GENETIC METHODS FOR DETECTING GAP JUNCTION COMMUNICATION


Year of Award:
2005
Award Type:
R21
Project Number:
CA111993
RFA Number:
RFA-CA-05-002
Technology Track:
Molecular & Cellular Analysis Technologies
PI/Project Leader:
WYMAN, ROBERT J
Other PI or Project Leader:
N/A
Institution:
YALE UNIVERSITY
There is strong evidence that gap junctional communication (GJC) is a regulator of cell proliferation and that interruption of this is one of the steps in the malignant transformations of cancer. Gap junctions occur in all animal species and in most tissues from extremely early in development: the eight cell stage in mice, gastrulation in Drosophila and the two-cell stage in nematodes. Yet gap junctions are the cell structures about which the least is known; their role in cell biology and development is still barely explored. Gap junctions are difficult to detect. The standard way to determine whether cells are GJ coupled is to inject dye into one cell and see if it spreads to neighboring cells. In vivo this requires microinjection, which limits the technique to large and unusually accessible cells. We propose to develop a molecular biological method for the in vivo detection of both enduring and transient GJC without the need for intracellular injection. In the simplest version of the technology, transgenic animals will be made with tissue-specific expression of b-galactosidase (b-gal). The intact animal will be injected with a b-gal substrate (e.g., X-gal) which is taken up by cells and is hydrolyzed to a small colored reporter molecule. b-Gal is too large to pass through gap junctions, but the reporter molecule can. Cells expressing b-gal can be detected with antibodies; any cell not expressing b-gal, but filled with the reporter color must have received its color via GJC. The technology will be validated for uniform cells of a single tissue type, different cell types in a complex tissue, in gap junctions made from a variety of GJ proteins, and in heterotypic junctions made from two different GJ proteins.
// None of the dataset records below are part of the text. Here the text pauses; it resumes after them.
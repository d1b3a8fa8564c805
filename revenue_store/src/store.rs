//! History stores.
//!
//! A store maps a project id to that project's observation history.
//! Loading a project that was never saved yields an empty history.

use crate::config::StoreConfig;
use crate::error::{Result, StoreError};
use crate::merge::merge_by_date;
use chrono::{DateTime, Utc};
use revenue_forecast::Observation;
use serde::{Deserialize, Serialize};
use std::collections::HashMap;
use std::fs;
use std::path::{Path, PathBuf};
use tracing::debug;

/// Persistence contract for per-project revenue history
pub trait SeriesStore {
    /// Stored history of `project`, ascending by date
    fn load(&self, project: &str) -> Result<Vec<Observation>>;

    /// Replace the stored history of `project`
    fn save(&mut self, project: &str, observations: &[Observation]) -> Result<()>;

    /// Fold `incoming` into the stored history and persist the result
    fn merge(&mut self, project: &str, incoming: &[Observation]) -> Result<Vec<Observation>> {
        let existing = self.load(project)?;
        let merged = merge_by_date(&existing, incoming);
        debug!(
            project,
            existing = existing.len(),
            incoming = incoming.len(),
            merged = merged.len(),
            "merged revenue history"
        );
        self.save(project, &merged)?;
        Ok(merged)
    }
}

/// Non-persistent store, mostly for tests and short-lived callers
#[derive(Debug, Clone, Default)]
pub struct MemoryStore {
    histories: HashMap<String, Vec<Observation>>,
}

impl MemoryStore {
    pub fn new() -> Self {
        Self::default()
    }

    /// Projects with a saved history
    pub fn projects(&self) -> impl Iterator<Item = &str> {
        self.histories.keys().map(String::as_str)
    }
}

impl SeriesStore for MemoryStore {
    fn load(&self, project: &str) -> Result<Vec<Observation>> {
        Ok(self.histories.get(project).cloned().unwrap_or_default())
    }

    fn save(&mut self, project: &str, observations: &[Observation]) -> Result<()> {
        self.histories
            .insert(project.to_string(), observations.to_vec());
        Ok(())
    }
}

/// On-disk document for one project
#[derive(Debug, Clone, Serialize, Deserialize)]
#[serde(rename_all = "camelCase")]
struct StoredHistory {
    data: Vec<Observation>,
    updated_at: DateTime<Utc>,
}

/// One `revenue_history_<project>.json` file per project in a directory
#[derive(Debug, Clone)]
pub struct JsonFileStore {
    dir: PathBuf,
}

impl JsonFileStore {
    pub fn new<P: Into<PathBuf>>(dir: P) -> Self {
        Self { dir: dir.into() }
    }

    pub fn from_config(config: &StoreConfig) -> Self {
        Self::new(config.data_dir.clone())
    }

    pub fn dir(&self) -> &Path {
        &self.dir
    }

    /// File holding the history of `project`
    pub fn path_for(&self, project: &str) -> Result<PathBuf> {
        validate_project(project)?;
        Ok(self.dir.join(format!("revenue_history_{}.json", project)))
    }

    /// When `project` was last saved, if ever
    pub fn updated_at(&self, project: &str) -> Result<Option<DateTime<Utc>>> {
        Ok(self.read(project)?.map(|stored| stored.updated_at))
    }

    fn read(&self, project: &str) -> Result<Option<StoredHistory>> {
        let path = self.path_for(project)?;
        if !path.exists() {
            return Ok(None);
        }
        let text = fs::read_to_string(&path)?;
        Ok(Some(serde_json::from_str(&text)?))
    }
}

impl SeriesStore for JsonFileStore {
    fn load(&self, project: &str) -> Result<Vec<Observation>> {
        Ok(self
            .read(project)?
            .map(|stored| stored.data)
            .unwrap_or_default())
    }

    fn save(&mut self, project: &str, observations: &[Observation]) -> Result<()> {
        let path = self.path_for(project)?;
        fs::create_dir_all(&self.dir)?;

        let stored = StoredHistory {
            data: observations.to_vec(),
            updated_at: Utc::now(),
        };
        fs::write(&path, serde_json::to_string_pretty(&stored)?)?;
        debug!(
            project,
            path = %path.display(),
            points = observations.len(),
            "saved revenue history"
        );
        Ok(())
    }
}

fn validate_project(project: &str) -> Result<()> {
    let valid = !project.is_empty()
        && project
            .chars()
            .all(|c| c.is_ascii_alphanumeric() || c == '-' || c == '_');
    if valid {
        Ok(())
    } else {
        Err(StoreError::InvalidProject(project.to_string()))
    }
}

#[cfg(test)]
mod tests {
    use super::*;

    #[test]
    fn test_project_validation() {
        assert!(validate_project("proj_1a-B").is_ok());
        assert!(validate_project("").is_err());
        assert!(validate_project("../etc").is_err());
        assert!(validate_project("a b").is_err());
    }

    #[test]
    fn test_memory_store_unknown_project_is_empty() {
        let store = MemoryStore::new();
        assert!(store.load("nope").unwrap().is_empty());
    }
}
//! Keyword report request and response.
//!
//! Rows without a keyword are skipped and missing metrics count as zero.

use crate::error::Result;
use crate::matching::normalize_keyword;
use crate::range::DateRange;
use chrono::NaiveDate;
use revenue_forecast::parse_currency;
use serde::{Deserialize, Serialize};
use std::collections::BTreeMap;
use tracing::debug;

/// Endpoint the request body is posted to
pub const KEYWORD_REPORT_URL: &str = "https://api.searchads.apple.com/api/v5/reports/campaigns/keywords";

/// Rows requested per page
pub const REPORT_PAGE_LIMIT: u32 = 1000;

/// Spend and funnel counts for one keyword
#[derive(Debug, Clone, Copy, Default, PartialEq, Serialize, Deserialize)]
#[serde(rename_all = "camelCase")]
pub struct KeywordMetrics {
    pub spend: f64,
    pub impressions: u64,
    pub taps: u64,
    pub installs: u64,
}

impl KeywordMetrics {
    /// Add another row's metrics to these
    pub fn absorb(&mut self, other: &KeywordMetrics) {
        self.spend += other.spend;
        self.impressions += other.impressions;
        self.taps += other.taps;
        self.installs += other.installs;
    }

    /// Spend per install, when there were installs
    pub fn cost_per_install(&self) -> Option<f64> {
        (self.installs > 0).then(|| self.spend / self.installs as f64)
    }
}

/// Metrics keyed by normalized keyword
pub type KeywordReport = BTreeMap<String, KeywordMetrics>;

#[derive(Debug, Clone, PartialEq, Eq, Serialize)]
#[serde(rename_all = "camelCase")]
struct OrderBy {
    field: &'static str,
    sort_order: &'static str,
}

#[derive(Debug, Clone, PartialEq, Eq, Serialize)]
struct Pagination {
    offset: u32,
    limit: u32,
}

#[derive(Debug, Clone, PartialEq, Eq, Serialize)]
#[serde(rename_all = "camelCase")]
struct Selector {
    order_by: Vec<OrderBy>,
    pagination: Pagination,
}

/// Body of a keyword report request
#[derive(Debug, Clone, PartialEq, Eq, Serialize)]
#[serde(rename_all = "camelCase")]
pub struct ReportRequest {
    start_time: NaiveDate,
    end_time: NaiveDate,
    selector: Selector,
    group_by: Vec<&'static str>,
    time_zone: &'static str,
    return_row_totals: bool,
    return_records_with_no_metrics: bool,
}

impl ReportRequest {
    /// Report over `range`, highest local spend first
    pub fn new(range: DateRange) -> Self {
        Self {
            start_time: range.start,
            end_time: range.end,
            selector: Selector {
                order_by: vec![OrderBy {
                    field: "localSpend",
                    sort_order: "DESCENDING",
                }],
                pagination: Pagination {
                    offset: 0,
                    limit: REPORT_PAGE_LIMIT,
                },
            },
            group_by: vec!["countryOrRegion"],
            time_zone: "UTC",
            return_row_totals: true,
            return_records_with_no_metrics: false,
        }
    }

    /// Same request starting at row `offset`
    pub fn with_offset(mut self, offset: u32) -> Self {
        self.selector.pagination.offset = offset;
        self
    }

    pub fn to_json(&self) -> Result<String> {
        Ok(serde_json::to_string(self)?)
    }

    /// Headers accompanying the body for organization `org_id`
    pub fn headers(access_token: &str, org_id: &str) -> [(&'static str, String); 3] {
        [
            ("Authorization", format!("Bearer {}", access_token)),
            ("X-AP-Context", format!("orgId={}", org_id)),
            ("Content-Type", "application/json".to_string()),
        ]
    }
}

#[derive(Debug, Deserialize)]
struct ReportEnvelope {
    #[serde(default)]
    data: Option<ReportData>,
}

#[derive(Debug, Deserialize)]
#[serde(rename_all = "camelCase")]
struct ReportData {
    #[serde(default)]
    reporting_data_response: Option<ReportRows>,
}

#[derive(Debug, Deserialize)]
struct ReportRows {
    #[serde(default)]
    row: Vec<ReportRow>,
}

#[derive(Debug, Deserialize)]
struct ReportRow {
    #[serde(default)]
    metadata: Option<RowMetadata>,
    #[serde(default)]
    total: Option<RowMetrics>,
    #[serde(default)]
    granularity: Vec<RowMetrics>,
}

#[derive(Debug, Deserialize)]
#[serde(rename_all = "camelCase")]
struct RowMetadata {
    #[serde(default)]
    keyword: Option<String>,
    #[serde(default)]
    keyword_text: Option<String>,
}

#[derive(Debug, Default, Deserialize)]
#[serde(rename_all = "camelCase")]
struct RowMetrics {
    #[serde(default)]
    local_spend: Option<Money>,
    #[serde(default)]
    impressions: Option<u64>,
    #[serde(default)]
    taps: Option<u64>,
    #[serde(default)]
    installs: Option<u64>,
}

#[derive(Debug, Deserialize)]
struct Money {
    #[serde(default)]
    amount: Option<Amount>,
}

#[derive(Debug, Deserialize)]
#[serde(untagged)]
enum Amount {
    Number(f64),
    Text(String),
}

impl Amount {
    fn value(&self) -> Option<f64> {
        match self {
            Amount::Number(n) => Some(*n),
            Amount::Text(text) => parse_currency(text).ok(),
        }
    }
}

impl ReportRow {
    fn keyword(&self) -> Option<&str> {
        let metadata = self.metadata.as_ref()?;
        [&metadata.keyword, &metadata.keyword_text]
            .into_iter()
            .flatten()
            .map(String::as_str)
            .find(|k| !k.trim().is_empty())
    }

    fn spend(&self) -> f64 {
        let from_total = self.total.as_ref().and_then(RowMetrics::spend);
        from_total
            .or_else(|| self.granularity.first().and_then(RowMetrics::spend))
            .unwrap_or(0.0)
    }

    fn metrics(&self) -> KeywordMetrics {
        let total = self.total.as_ref();
        KeywordMetrics {
            spend: self.spend(),
            impressions: total.and_then(|t| t.impressions).unwrap_or(0),
            taps: total.and_then(|t| t.taps).unwrap_or(0),
            installs: total.and_then(|t| t.installs).unwrap_or(0),
        }
    }
}

impl RowMetrics {
    fn spend(&self) -> Option<f64> {
        self.local_spend
            .as_ref()?
            .amount
            .as_ref()?
            .value()
            .filter(|v| v.is_finite())
    }
}

/// Parse a keyword report response into metrics per normalized keyword.
///
/// Rows for the same keyword, one per country when grouped by region,
/// are summed.
pub fn parse_keyword_report(json: &str) -> Result<KeywordReport> {
    let envelope: ReportEnvelope = serde_json::from_str(json)?;
    let rows = envelope
        .data
        .and_then(|d| d.reporting_data_response)
        .map(|r| r.row)
        .unwrap_or_default();

    let mut report = KeywordReport::new();
    let mut skipped = 0usize;
    for row in &rows {
        let Some(keyword) = row.keyword() else {
            skipped += 1;
            continue;
        };
        report
            .entry(normalize_keyword(keyword))
            .or_default()
            .absorb(&row.metrics());
    }

    debug!(rows = rows.len(), keywords = report.len(), skipped, "parsed keyword report");
    Ok(report)
}
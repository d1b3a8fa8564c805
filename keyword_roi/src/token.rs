//! OAuth client-credentials token handling

use chrono::{DateTime, Duration, Utc};
use serde::{Deserialize, Serialize};
use tracing::warn;

/// Token endpoint the form is posted to
pub const TOKEN_URL: &str = "https://appleid.apple.com/auth/oauth2/token";

/// Scope requested for reporting access
pub const TOKEN_SCOPE: &str = "searchadsorg";

/// A token is treated as expired this long before it actually is
pub const EXPIRY_BUFFER_SECS: i64 = 60;

/// Longest lifetime honoured from a token response
pub const MAX_TOKEN_LIFETIME_SECS: i64 = 24 * 60 * 60;

/// Token endpoint response
#[derive(Debug, Clone, PartialEq, Eq, Deserialize)]
pub struct TokenResponse {
    pub access_token: String,
    /// Lifetime in seconds
    pub expires_in: i64,
    #[serde(default)]
    pub token_type: Option<String>,
}

impl TokenResponse {
    /// Stamp the token with its expiry as seen from `now`.
    ///
    /// The lifetime is clamped to `0..=MAX_TOKEN_LIFETIME_SECS`, so a
    /// non-positive `expires_in` yields a token that is already expired.
    pub fn into_access_token(self, now: DateTime<Utc>) -> AccessToken {
        let lifetime = self.expires_in.saturating_sub(EXPIRY_BUFFER_SECS);
        if lifetime > MAX_TOKEN_LIFETIME_SECS {
            warn!(expires_in = self.expires_in, "Token lifetime clamped");
        }
        let expires_at = Duration::try_seconds(lifetime.clamp(0, MAX_TOKEN_LIFETIME_SECS))
            .and_then(|lifetime| now.checked_add_signed(lifetime))
            .unwrap_or(now);

        AccessToken {
            expires_at,
            access_token: self.access_token,
        }
    }
}

/// A bearer token with a known expiry
#[derive(Debug, Clone, PartialEq, Eq, Serialize, Deserialize)]
#[serde(rename_all = "camelCase")]
pub struct AccessToken {
    pub access_token: String,
    pub expires_at: DateTime<Utc>,
}

impl AccessToken {
    pub fn is_valid(&self, now: DateTime<Utc>) -> bool {
        now < self.expires_at
    }

    pub fn bearer(&self) -> String {
        format!("Bearer {}", self.access_token)
    }
}

/// Form fields of a client-credentials token request
pub fn token_form<'a>(client_id: &'a str, client_secret: &'a str) -> [(&'static str, &'a str); 4] {
    [
        ("grant_type", "client_credentials"),
        ("client_id", client_id),
        ("client_secret", client_secret),
        ("scope", TOKEN_SCOPE),
    ]
}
Quantitative measures will be taken of in-animal and across-animal statistical reliability, extent of spread, and spatial and temporal resolution of the method. Aside from b-gal and X-gal as an enzyme-substrate pair, the method will be validated using other b-gal substrates. Another similar method will be tested using tissue specific expression of transporters to load the presynaptic cells and a detection method for trans-junctional passage. The method will be applied to tumors to assess GJ coupling between tumor cells, between tumor cells and normal cells before and after tumor induction. GJ proteins will be expressed in tumors and the method used to assess GJ coupling after expression and to determine whether tumor growth has been suppressed.